(Dataset entries)
=-=-=-=-=

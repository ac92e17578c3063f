//! Error types shared across the crate.

use thiserror::Error;

/// A trial point the model cannot be evaluated at.
///
/// The SQP line search treats this as a rejected trial point and backtracks,
/// it is never fatal for the solve as a whole.
#[derive(Error, Debug, Clone, PartialEq)]
pub enum EvalError {
    #[error("{name} must be strictly positive, got {value}")]
    NonPositive { name: &'static str, value: f64 },

    #[error("non-finite {what} at node {node}")]
    NonFinite { what: &'static str, node: usize },
}

/// Malformed transcription setup, detected at problem construction.
#[derive(Error, Debug, Clone, PartialEq)]
pub enum TranscriptionError {
    #[error("Gauss-Lobatto order must be odd and at least 3, got {order}")]
    InvalidOrder { order: usize },

    #[error("number of segments must be at least 1")]
    NoSegments,

    #[error("invalid segment ends: {what}")]
    SegmentEnds { what: String },

    #[error("failed to build interpolation matrices: {what}")]
    Interpolation { what: String },
}

/// Outcomes of an optimization that did not reach a KKT point.
#[derive(Error, Debug, Clone, PartialEq)]
pub enum SolveError {
    #[error("problem is infeasible: constraint violation {violation:.3e} remains after {iterations} iterations at maximum penalty")]
    Infeasible { violation: f64, iterations: usize },

    #[error("optimization did not converge in {iterations} iterations (violation {violation:.3e}, step {step_norm:.3e})")]
    IterationLimit {
        iterations: usize,
        violation: f64,
        step_norm: f64,
    },

    #[error("line search failed at iteration {iteration} (violation {violation:.3e})")]
    LineSearchFailed { iteration: usize, violation: f64 },

    #[error("numerical failure: {what}")]
    NumericalFailure { what: String },
}

impl SolveError {
    /// True when the solver proved the constraints cannot be met, as opposed to
    /// giving up for numerical reasons.
    pub fn is_infeasible(&self) -> bool {
        matches!(self, SolveError::Infeasible { .. })
    }
}

/// Forward integration failures.
#[derive(Error, Debug, Clone, PartialEq)]
pub enum SimulationError {
    #[error("step size underflow at t = {t} (h = {step:.3e})")]
    StepSizeUnderflow { t: f64, step: f64 },

    #[error("step budget of {max_steps} exhausted at t = {t}")]
    TooManySteps { max_steps: usize, t: f64 },

    #[error("state became non-finite at t = {t}")]
    NonFiniteState { t: f64 },

    #[error("invalid simulation setup: {what}")]
    Setup { what: String },
}
use crate::error::SimulationError;
use crate::traits::{DynamicalSystem, Scalar, Steppable};
use serde::{Deserialize, Serialize};

/// Classic Runge-Kutta 4th Order Solver
pub struct RK4<T: Scalar> {
    k1: Vec<T>,
    k2: Vec<T>,
    k3: Vec<T>,
    k4: Vec<T>,
    tmp: Vec<T>,
}

impl<T: Scalar> RK4<T> {
    pub fn new(dim: usize) -> Self {
        Self {
            k1: vec![T::zero(); dim],
            k2: vec![T::zero(); dim],
            k3: vec![T::zero(); dim],
            k4: vec![T::zero(); dim],
            tmp: vec![T::zero(); dim],
        }
    }
}

impl<T: Scalar> Steppable<T> for RK4<T> {
    fn step(&mut self, system: &impl DynamicalSystem<T>, t: &mut T, state: &mut [T], dt: T) {
        let half = T::constant(0.5);
        let sixth = T::constant(1.0 / 6.0);
        let two = T::constant(2.0);

        let t0 = *t;

        // k1 = f(t, y)
        system.apply(t0, state, &mut self.k1);

        // k2 = f(t + dt/2, y + dt*k1/2)
        for i in 0..state.len() {
            self.tmp[i] = state[i] + dt * self.k1[i] * half;
        }
        system.apply(t0 + dt * half, &self.tmp, &mut self.k2);

        // k3 = f(t + dt/2, y + dt*k2/2)
        for i in 0..state.len() {
            self.tmp[i] = state[i] + dt * self.k2[i] * half;
        }
        system.apply(t0 + dt * half, &self.tmp, &mut self.k3);

        // k4 = f(t + dt, y + dt*k3)
        for i in 0..state.len() {
            self.tmp[i] = state[i] + dt * self.k3[i];
        }
        system.apply(t0 + dt, &self.tmp, &mut self.k4);

        for i in 0..state.len() {
            state[i] = state[i]
                + dt * sixth * (self.k1[i] + two * self.k2[i] + two * self.k3[i] + self.k4[i]);
        }

        *t = t0 + dt;
    }
}

// Tsitouras (2011) 5(4) tableau.
const TSIT5_C: [f64; 6] = [0.0, 0.161, 0.327, 0.9, 0.9800255409045097, 1.0];
const TSIT5_A: [[f64; 6]; 6] = [
    [0.0, 0.0, 0.0, 0.0, 0.0, 0.0],
    [0.161, 0.0, 0.0, 0.0, 0.0, 0.0],
    [-0.008480655492356989, 0.335480655492357, 0.0, 0.0, 0.0, 0.0],
    [2.897153057105493, -6.359448489975075, 4.3622954328695815, 0.0, 0.0, 0.0],
    [
        5.325864828439257,
        -11.748883564062828,
        7.4955393428898365,
        -0.09249506636175525,
        0.0,
        0.0,
    ],
    [
        5.86145544294642,
        -12.92096931784711,
        8.159367898576159,
        -0.071584973281401,
        -0.028269050394068383,
        0.0,
    ],
];
const TSIT5_B: [f64; 6] = [
    0.09646076681806523,
    0.01,
    0.4798896504144996,
    1.379008574103742,
    -3.290069515436081,
    2.324710524099774,
];
// b - b_hat, the seventh entry weights the FSAL stage f(t + dt, y_new).
const TSIT5_BTILDE: [f64; 7] = [
    -0.00178001105222577714,
    -0.0008164344596567469,
    0.007880878010261995,
    -0.1447110071732629,
    0.5823571654525552,
    -0.45808210592918697,
    0.015151515151515152,
];

/// Tsitouras 5/4 Solver
pub struct Tsit5<T: Scalar> {
    k: [Vec<T>; 7],
    tmp: Vec<T>,
}

impl<T: Scalar> Tsit5<T> {
    pub fn new(dim: usize) -> Self {
        Self {
            k: std::array::from_fn(|_| vec![T::zero(); dim]),
            tmp: vec![T::zero(); dim],
        }
    }

    fn stages(&mut self, system: &impl DynamicalSystem<T>, t0: T, state: &[T], dt: T) {
        system.apply(t0, state, &mut self.k[0]);
        for s in 1..6 {
            for i in 0..state.len() {
                let mut acc = T::zero();
                for j in 0..s {
                    acc = acc + T::constant(TSIT5_A[s][j]) * self.k[j][i];
                }
                self.tmp[i] = state[i] + dt * acc;
            }
            system.apply(t0 + T::constant(TSIT5_C[s]) * dt, &self.tmp, &mut self.k[s]);
        }
    }

    fn advance(&self, state: &mut [T], dt: T) {
        for i in 0..state.len() {
            let mut acc = T::zero();
            for s in 0..6 {
                acc = acc + T::constant(TSIT5_B[s]) * self.k[s][i];
            }
            state[i] = state[i] + dt * acc;
        }
    }

    /// Takes one step and writes the embedded 4th order error estimate into
    /// `error` (same units as the state).
    pub fn step_with_error(
        &mut self,
        system: &impl DynamicalSystem<T>,
        t: &mut T,
        state: &mut [T],
        dt: T,
        error: &mut [T],
    ) {
        let t0 = *t;
        self.stages(system, t0, state, dt);
        self.advance(state, dt);
        system.apply(t0 + dt, state, &mut self.k[6]);
        for i in 0..state.len() {
            let mut acc = T::zero();
            for s in 0..7 {
                acc = acc + T::constant(TSIT5_BTILDE[s]) * self.k[s][i];
            }
            error[i] = dt * acc;
        }
        *t = t0 + dt;
    }
}

impl<T: Scalar> Steppable<T> for Tsit5<T> {
    fn step(&mut self, system: &impl DynamicalSystem<T>, t: &mut T, state: &mut [T], dt: T) {
        let t0 = *t;
        self.stages(system, t0, state, dt);
        self.advance(state, dt);
        *t = t0 + dt;
    }
}

/// Step-size controller and tolerances for [`integrate_adaptive`].
///
/// h_new = safety * h * error^(-1/5), clamped to [min_factor, max_factor].
#[derive(Debug, Clone, Copy, Serialize, Deserialize, PartialEq)]
#[serde(default)]
pub struct AdaptiveSettings {
    pub rtol: f64,
    pub atol: f64,
    pub initial_step: f64,
    pub min_step: f64,
    pub max_step: Option<f64>,
    pub max_steps: usize,
    pub safety: f64,
    pub min_factor: f64,
    pub max_factor: f64,
}

impl Default for AdaptiveSettings {
    fn default() -> Self {
        Self {
            rtol: 1e-10,
            atol: 1e-10,
            initial_step: 1e-2,
            min_step: 1e-12,
            max_step: None,
            max_steps: 100_000,
            safety: 0.9,
            min_factor: 0.2,
            max_factor: 5.0,
        }
    }
}

impl AdaptiveSettings {
    fn factor(&self, error: f64) -> f64 {
        if error == 0.0 {
            return self.max_factor;
        }
        (self.safety * error.powf(-0.2)).clamp(self.min_factor, self.max_factor)
    }

    fn validate(&self) -> Result<(), SimulationError> {
        let positive = |name: &str, v: f64| {
            if v > 0.0 && v.is_finite() {
                Ok(())
            } else {
                Err(SimulationError::Setup {
                    what: format!("{name} must be positive, got {v}"),
                })
            }
        };
        positive("rtol", self.rtol)?;
        positive("atol", self.atol)?;
        positive("initial_step", self.initial_step)?;
        positive("min_step", self.min_step)?;
        if let Some(max_step) = self.max_step {
            positive("max_step", max_step)?;
        }
        if self.max_steps == 0 {
            return Err(SimulationError::Setup {
                what: "max_steps must be greater than zero".to_string(),
            });
        }
        Ok(())
    }
}

/// Accepted/rejected step counts of an adaptive run.
#[derive(Debug, Clone, Copy, Default, Serialize, PartialEq, Eq)]
pub struct StepStats {
    pub accepted: usize,
    pub rejected: usize,
}

/// Integrates forward from `(t0, y0)` with adaptive Tsit5 and returns the
/// state at every entry of `output_times` (ascending, all >= t0). Steps are
/// shortened to land on each output time exactly.
pub fn integrate_adaptive<S: DynamicalSystem<f64>>(
    system: &S,
    t0: f64,
    y0: &[f64],
    output_times: &[f64],
    settings: &AdaptiveSettings,
) -> Result<(Vec<Vec<f64>>, StepStats), SimulationError> {
    settings.validate()?;
    let dim = system.dimension();
    if y0.len() != dim {
        return Err(SimulationError::Setup {
            what: format!("initial state has {} entries, system has {dim}", y0.len()),
        });
    }
    if output_times.iter().any(|&t| t < t0 || !t.is_finite())
        || output_times.windows(2).any(|w| w[1] < w[0])
    {
        return Err(SimulationError::Setup {
            what: "output times must be finite, ascending and not before t0".to_string(),
        });
    }

    let mut solver = Tsit5::<f64>::new(dim);
    let mut stats = StepStats::default();
    let mut t = t0;
    let mut y = y0.to_vec();
    let mut trial = vec![0.0; dim];
    let mut error = vec![0.0; dim];
    let mut h = settings.initial_step;
    let mut outputs = Vec::with_capacity(output_times.len());
    let max_step = settings.max_step.unwrap_or(f64::INFINITY);

    for &target in output_times {
        while target - t > settings.min_step * (1.0 + t.abs()) {
            if stats.accepted + stats.rejected >= settings.max_steps {
                return Err(SimulationError::TooManySteps {
                    max_steps: settings.max_steps,
                    t,
                });
            }
            let dt = h.min(max_step).min(target - t);
            let mut t_trial = t;
            trial.copy_from_slice(&y);
            solver.step_with_error(system, &mut t_trial, &mut trial, dt, &mut error);

            let err = error
                .iter()
                .zip(&trial)
                .zip(&y)
                .map(|((e, new), old)| {
                    e.abs() / (settings.atol + settings.rtol * new.abs().max(old.abs()))
                })
                .fold(0.0, f64::max);

            let factor = if err.is_finite() {
                settings.factor(err)
            } else {
                settings.min_factor
            };
            if err <= 1.0 {
                if trial.iter().any(|v| !v.is_finite()) {
                    return Err(SimulationError::NonFiniteState { t: t_trial });
                }
                stats.accepted += 1;
                // Landing exactly on the target avoids drift from t + dt rounding.
                t = if dt == target - t { target } else { t_trial };
                y.copy_from_slice(&trial);
                h = if dt < h {
                    // Clipped by the output time; keep the unclipped proposal.
                    h.max(dt * factor)
                } else {
                    dt * factor
                };
            } else {
                stats.rejected += 1;
                h = dt * factor;
                if h < settings.min_step {
                    return Err(SimulationError::StepSizeUnderflow { t, step: h });
                }
            }
        }
        outputs.push(y.clone());
    }
    Ok((outputs, stats))
}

=-=-=-=-=

Go through the data and show every line where "name" occurs.

    #[error("{name} must be strictly positive, got {value}")]
    NonPositive { name: &'static str, value: f64 },
        let positive = |name: &str, v: f64| {
                    what: format!("{name} must be positive, got {v}"),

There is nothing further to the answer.